WORK REQUIRED: Everything from the line containing "maps to silence." to the last line of the listing below, inclusive, is what you should output, exactly as it appears.

DATA FOR PROCESSING:
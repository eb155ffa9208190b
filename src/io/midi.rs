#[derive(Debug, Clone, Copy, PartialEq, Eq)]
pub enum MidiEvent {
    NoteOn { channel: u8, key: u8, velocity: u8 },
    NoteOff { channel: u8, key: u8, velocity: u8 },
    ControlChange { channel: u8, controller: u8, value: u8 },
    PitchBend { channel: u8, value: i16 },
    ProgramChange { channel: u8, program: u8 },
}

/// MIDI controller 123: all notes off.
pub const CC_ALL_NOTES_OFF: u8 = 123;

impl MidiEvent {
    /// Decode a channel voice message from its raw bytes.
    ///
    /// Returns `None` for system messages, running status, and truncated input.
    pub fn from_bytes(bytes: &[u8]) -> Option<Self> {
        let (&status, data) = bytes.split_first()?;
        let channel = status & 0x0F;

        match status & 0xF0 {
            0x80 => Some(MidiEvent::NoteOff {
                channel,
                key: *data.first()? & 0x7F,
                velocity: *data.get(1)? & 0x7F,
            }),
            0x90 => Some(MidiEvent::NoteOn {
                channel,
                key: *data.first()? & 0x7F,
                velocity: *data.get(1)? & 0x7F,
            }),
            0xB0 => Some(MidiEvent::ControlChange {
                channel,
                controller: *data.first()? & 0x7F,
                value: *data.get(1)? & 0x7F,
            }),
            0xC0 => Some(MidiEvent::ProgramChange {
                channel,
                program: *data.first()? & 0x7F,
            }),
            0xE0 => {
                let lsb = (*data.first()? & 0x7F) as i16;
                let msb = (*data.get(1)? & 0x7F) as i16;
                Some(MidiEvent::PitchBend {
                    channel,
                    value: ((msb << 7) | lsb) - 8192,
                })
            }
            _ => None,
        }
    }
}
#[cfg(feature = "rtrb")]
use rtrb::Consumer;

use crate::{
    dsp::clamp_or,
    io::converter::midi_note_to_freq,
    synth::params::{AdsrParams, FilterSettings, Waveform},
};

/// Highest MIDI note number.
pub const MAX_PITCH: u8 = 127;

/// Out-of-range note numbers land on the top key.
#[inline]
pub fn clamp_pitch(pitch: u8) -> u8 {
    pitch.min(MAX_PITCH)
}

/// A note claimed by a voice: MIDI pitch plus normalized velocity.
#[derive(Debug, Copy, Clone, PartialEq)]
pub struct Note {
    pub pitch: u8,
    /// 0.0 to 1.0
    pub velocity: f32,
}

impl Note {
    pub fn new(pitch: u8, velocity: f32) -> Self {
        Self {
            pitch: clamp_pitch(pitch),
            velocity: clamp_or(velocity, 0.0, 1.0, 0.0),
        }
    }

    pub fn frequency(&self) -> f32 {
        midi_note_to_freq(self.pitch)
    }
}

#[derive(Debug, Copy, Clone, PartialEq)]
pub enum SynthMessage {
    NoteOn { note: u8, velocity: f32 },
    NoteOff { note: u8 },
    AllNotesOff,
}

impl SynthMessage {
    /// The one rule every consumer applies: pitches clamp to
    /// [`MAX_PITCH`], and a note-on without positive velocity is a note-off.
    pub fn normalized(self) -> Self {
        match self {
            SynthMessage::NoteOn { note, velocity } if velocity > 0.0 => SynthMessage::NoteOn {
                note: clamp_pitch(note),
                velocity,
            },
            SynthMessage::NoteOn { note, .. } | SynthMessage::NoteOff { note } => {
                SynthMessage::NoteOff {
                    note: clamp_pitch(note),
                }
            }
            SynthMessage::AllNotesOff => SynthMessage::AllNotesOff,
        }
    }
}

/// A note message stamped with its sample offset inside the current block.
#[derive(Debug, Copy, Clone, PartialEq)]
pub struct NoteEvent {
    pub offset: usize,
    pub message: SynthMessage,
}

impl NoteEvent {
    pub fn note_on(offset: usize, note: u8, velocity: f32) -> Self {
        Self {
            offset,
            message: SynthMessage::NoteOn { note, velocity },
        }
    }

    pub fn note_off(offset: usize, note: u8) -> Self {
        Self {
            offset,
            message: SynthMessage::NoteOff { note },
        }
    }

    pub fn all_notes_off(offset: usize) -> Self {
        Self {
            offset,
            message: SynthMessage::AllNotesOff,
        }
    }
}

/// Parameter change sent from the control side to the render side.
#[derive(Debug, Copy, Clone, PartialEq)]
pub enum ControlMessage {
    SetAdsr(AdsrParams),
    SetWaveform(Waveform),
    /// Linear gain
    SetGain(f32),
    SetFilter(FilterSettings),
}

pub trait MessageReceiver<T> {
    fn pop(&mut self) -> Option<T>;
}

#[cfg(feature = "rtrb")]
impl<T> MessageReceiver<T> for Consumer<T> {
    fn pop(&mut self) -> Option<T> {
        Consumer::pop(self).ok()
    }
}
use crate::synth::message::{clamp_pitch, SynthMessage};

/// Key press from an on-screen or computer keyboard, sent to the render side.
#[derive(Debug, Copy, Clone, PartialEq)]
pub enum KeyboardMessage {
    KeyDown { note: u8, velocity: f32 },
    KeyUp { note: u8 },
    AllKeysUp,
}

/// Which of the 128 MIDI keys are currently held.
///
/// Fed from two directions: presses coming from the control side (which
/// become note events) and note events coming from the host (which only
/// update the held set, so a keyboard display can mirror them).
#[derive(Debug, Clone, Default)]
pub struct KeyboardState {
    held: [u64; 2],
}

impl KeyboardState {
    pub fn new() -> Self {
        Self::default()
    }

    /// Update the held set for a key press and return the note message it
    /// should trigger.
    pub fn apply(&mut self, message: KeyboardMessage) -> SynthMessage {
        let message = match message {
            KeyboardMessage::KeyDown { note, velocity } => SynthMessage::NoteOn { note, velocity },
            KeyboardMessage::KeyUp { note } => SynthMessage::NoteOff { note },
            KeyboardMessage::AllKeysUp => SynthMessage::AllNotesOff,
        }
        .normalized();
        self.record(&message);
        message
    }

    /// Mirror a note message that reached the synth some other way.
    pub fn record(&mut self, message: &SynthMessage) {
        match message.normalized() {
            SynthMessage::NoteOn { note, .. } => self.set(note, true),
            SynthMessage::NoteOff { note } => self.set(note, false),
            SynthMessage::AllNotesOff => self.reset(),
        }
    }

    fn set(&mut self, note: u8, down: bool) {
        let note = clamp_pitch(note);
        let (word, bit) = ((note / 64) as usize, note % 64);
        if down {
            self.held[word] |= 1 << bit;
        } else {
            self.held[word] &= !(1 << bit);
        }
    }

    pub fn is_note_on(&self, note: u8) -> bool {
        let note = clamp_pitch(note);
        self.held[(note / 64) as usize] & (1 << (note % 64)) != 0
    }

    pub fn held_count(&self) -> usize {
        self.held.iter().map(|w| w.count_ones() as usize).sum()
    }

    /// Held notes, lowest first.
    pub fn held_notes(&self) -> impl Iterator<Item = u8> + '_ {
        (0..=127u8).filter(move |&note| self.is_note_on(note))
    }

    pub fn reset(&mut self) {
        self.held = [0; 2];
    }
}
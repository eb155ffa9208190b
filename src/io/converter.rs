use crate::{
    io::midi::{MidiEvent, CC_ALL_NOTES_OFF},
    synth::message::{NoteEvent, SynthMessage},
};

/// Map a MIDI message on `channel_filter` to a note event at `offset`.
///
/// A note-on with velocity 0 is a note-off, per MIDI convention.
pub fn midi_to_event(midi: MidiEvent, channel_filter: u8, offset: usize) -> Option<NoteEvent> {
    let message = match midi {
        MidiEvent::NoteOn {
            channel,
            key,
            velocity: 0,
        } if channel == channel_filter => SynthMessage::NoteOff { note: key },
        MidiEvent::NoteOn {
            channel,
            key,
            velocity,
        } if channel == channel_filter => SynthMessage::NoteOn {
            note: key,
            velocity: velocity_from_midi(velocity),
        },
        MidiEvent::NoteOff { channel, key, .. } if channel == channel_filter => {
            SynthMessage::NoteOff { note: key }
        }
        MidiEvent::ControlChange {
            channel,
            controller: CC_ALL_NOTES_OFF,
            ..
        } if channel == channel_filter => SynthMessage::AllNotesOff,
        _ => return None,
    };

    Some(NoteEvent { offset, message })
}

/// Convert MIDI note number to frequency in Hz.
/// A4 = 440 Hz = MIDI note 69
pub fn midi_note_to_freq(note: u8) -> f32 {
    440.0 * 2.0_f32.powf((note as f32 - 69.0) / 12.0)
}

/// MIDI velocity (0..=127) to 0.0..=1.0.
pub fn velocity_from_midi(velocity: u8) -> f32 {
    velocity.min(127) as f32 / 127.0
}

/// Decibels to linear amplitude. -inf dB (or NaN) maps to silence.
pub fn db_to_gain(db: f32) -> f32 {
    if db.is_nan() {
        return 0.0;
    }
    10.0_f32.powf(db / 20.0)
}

OUTPUT OF THE EXERCISE:
/// Decibels to linear amplitude. -inf dB (or NaN) maps to silence.
pub fn db_to_gain(db: f32) -> f32 {
    if db.is_nan() {
        return 0.0;
    }
    10.0_f32.powf(db / 20.0)
}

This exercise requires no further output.